Improve "apply-load" to cover more network settings and scenarios

MonsieurNicolas commented 1 month ago

Tagging as a discussion for now.

Right now it's fairly difficult to validate proposed ledger wide limits, yet having a good understanding of their impact can really help with

validating that proposed settings are safe to use on some "minimum spec" hardware
understanding ledger wide settings in the context of future changes (scheduling)
validating that transaction level limits are "sane" under different scheduling assumptions (ie: reason over "phases" instead of "ledger")
validate settings under various ledger conditions (such as predicted ledger size when adjusting the "target size")
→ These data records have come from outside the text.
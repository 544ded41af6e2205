//! HTTP handlers
//!
//! Each handler validates its input, makes one service call and shapes the
//! JSON the game client expects.

use crate::error::ApiError;
use axum::{
    extract::{rejection::JsonRejection, Path, State},
    Json,
};
use game_service::{
    model::{DestroyedShipEvent, LeaderboardEntry},
    visual::Rgb,
    DestroyedShipLog, LeaderboardService, RankedEntry, ScoreSubmission, ShipDestruction,
    SubmitOutcome, VisualProfile,
};
use game_store::{DocumentId, Stored};
use serde::{Deserialize, Serialize};
use serde_json::Value;
use std::sync::Arc;

/// Context shared across handlers
#[derive(Clone)]
pub struct ApiContext {
    pub leaderboard: LeaderboardService,
    pub destroyed_ships: DestroyedShipLog,
}

impl ApiContext {
    pub fn new(leaderboard: LeaderboardService, destroyed_ships: DestroyedShipLog) -> Self {
        Self {
            leaderboard,
            destroyed_ships,
        }
    }
}

// ============ Response Types ============

/// Hangar ship visual
#[derive(Debug, Serialize, Deserialize)]
pub struct HangarVisualResponse {
    pub sprite_id: u8,
    pub color_base: Rgb,
    pub color_shadow: Rgb,
}

/// Bazaar ship visual
#[derive(Debug, Serialize, Deserialize)]
pub struct BazaarShipResponse {
    pub sprite: u8,
    pub light: Rgb,
    pub mid: Rgb,
    pub dark: Rgb,
}

#[derive(Debug, Serialize)]
pub struct SubmitScoreResponse {
    pub message: &'static str,
    #[serde(flatten)]
    pub outcome: SubmitOutcome,
}

#[derive(Debug, Serialize, Deserialize)]
pub struct DestroyShipResponse {
    pub message: String,
    pub id: String,
}

// ============ Handlers ============

/// GET /generate_visual
pub async fn handle_generate_visual() -> Json<HangarVisualResponse> {
    let visual = VisualProfile::HANGAR.generate(&mut rand::thread_rng());

    Json(HangarVisualResponse {
        sprite_id: visual.sprite_id,
        color_base: visual.color(0),
        color_shadow: visual.color(1),
    })
}

/// GET /generateShip
pub async fn handle_generate_ship() -> Json<BazaarShipResponse> {
    let visual = VisualProfile::BAZAAR.generate(&mut rand::thread_rng());

    Json(BazaarShipResponse {
        sprite: visual.sprite_id,
        light: visual.color(0),
        mid: visual.color(1),
        dark: visual.color(2),
    })
}

/// GET /leaderboard/:game_mode
pub async fn handle_get_leaderboard(
    State(ctx): State<Arc<ApiContext>>,
    Path(game_mode): Path<String>,
) -> Result<Json<Vec<Stored<LeaderboardEntry>>>, ApiError> {
    tracing::debug!("Leaderboard requested for {}", game_mode);
    let board = ctx.leaderboard.leaderboard(&game_mode)?;
    Ok(Json(board))
}

/// GET /leaderboard/user/:address/:game_mode
pub async fn handle_get_user_rank(
    State(ctx): State<Arc<ApiContext>>,
    Path((address, game_mode)): Path<(String, String)>,
) -> Result<Json<RankedEntry>, ApiError> {
    tracing::debug!("Rank requested for {} in {}", address, game_mode);
    let ranked = ctx.leaderboard.user_rank(&address, &game_mode)?;
    Ok(Json(ranked))
}

/// POST /submit_score
pub async fn handle_submit_score(
    State(ctx): State<Arc<ApiContext>>,
    body: Result<Json<Value>, JsonRejection>,
) -> Result<Json<SubmitScoreResponse>, ApiError> {
    let Json(body) = body?;
    let submission = ScoreSubmission::from_json(&body)?;
    let outcome = ctx.leaderboard.submit_score(submission)?;

    Ok(Json(SubmitScoreResponse {
        message: outcome.message(),
        outcome,
    }))
}

/// POST /destroy_ship
pub async fn handle_destroy_ship(
    State(ctx): State<Arc<ApiContext>>,
    body: Result<Json<Value>, JsonRejection>,
) -> Result<Json<DestroyShipResponse>, ApiError> {
    let Json(body) = body?;
    let destruction = ShipDestruction::from_json(&body)?;
    let id: DocumentId = ctx.destroyed_ships.record(destruction)?;

    Ok(Json(DestroyShipResponse {
        message: "Ship destruction recorded".to_string(),
        id: id.to_string(),
    }))
}

/// GET /user/:address/ships_destroyed
pub async fn handle_get_destroyed_ships(
    State(ctx): State<Arc<ApiContext>>,
    Path(address): Path<String>,
) -> Result<Json<Vec<Stored<DestroyedShipEvent>>>, ApiError> {
    let events = ctx.destroyed_ships.list(&address)?;
    Ok(Json(events))
}

/// GET /health
pub async fn handle_get_health() -> Json<&'static str> {
    Json("ok")
}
Here is a high level way we could iterate on bench-marking capability in this context:

we should document how to build a "reference min-spec node" that can be used to run those benchmarks. Ideally we would be able to control certain things like the CPU and IOPS capabilities.
- I think this can be achieved with docker with options like --device-read-iops=1000 --device-write-iops=1000 for iops; and things like --cpuset-cpus=0-3 --cpu-period=100000 --cpu-quota=40000 for CPU (as to throttle CPU performance to the desired number -- in my example 10% of the host performance)
contract invoked by apply-load (do_work at the moment) should get a new method that performs more interesting work.
- Arguments are: seed: int (seed for prng), other args related to the amount of work (amount of cpu work, number of reads, number of writes, bytes per read or write, bytes of events to generate, key padding size).
- ensure meta generation is enabled with apply-load (METADATA_OUTPUT_STREAM or METADATA_DEBUG_LEDGERS enabled) as that method emits events
- data keys have an ID that looks like contractID | zeros[padding_size] | counter (so that they can be sorted by counter)
- the contract internally will read entries, then write entries, generating a pseudo random key for each (ie: counter is generated by a prng seeded with seed)
ApplyLoad
- uses the same prng code which allows it to specify read and write footprints
- ledger state is generated by adding contract data that will correspond to all IDs reached during a run.
  - generation can just be a loop counter:0..N that picks a random bucket and simply appends to that bucket (as keys are sorted). Goal is to create a fairly realistic distribution (in terms of bucket size) -- an exponential distribution is probably good enough.
- we may want to change the way ApplyLoad works so that ledger state always starts from the generated snapshot
  - basically, ApplyLoad::benchmark() should always apply transactions over the same state (so same ledger number), by resetting its state after applying a ledger
  - this allows to get rid of the churn on low level buckets that introduce noise across benchmark runs (both because of the spilling of levels, and amount of work required sync/async for those spills to occur)
  - at a minimum we should do something similar to what CATCHUP_WAIT_MERGES_TX_APPLY_FOR_TESTING does when running "catchup" so that benchmark step boundaries are clean

dmkozh commented 4 weeks ago

we should document how to build a "reference min-spec node" that can be used to run those benchmarks. I

That's a good idea, but I'm not sure which spec this should be. I'm not sure we should hinder ourselves too much, given that validators should have much more reasonable specs.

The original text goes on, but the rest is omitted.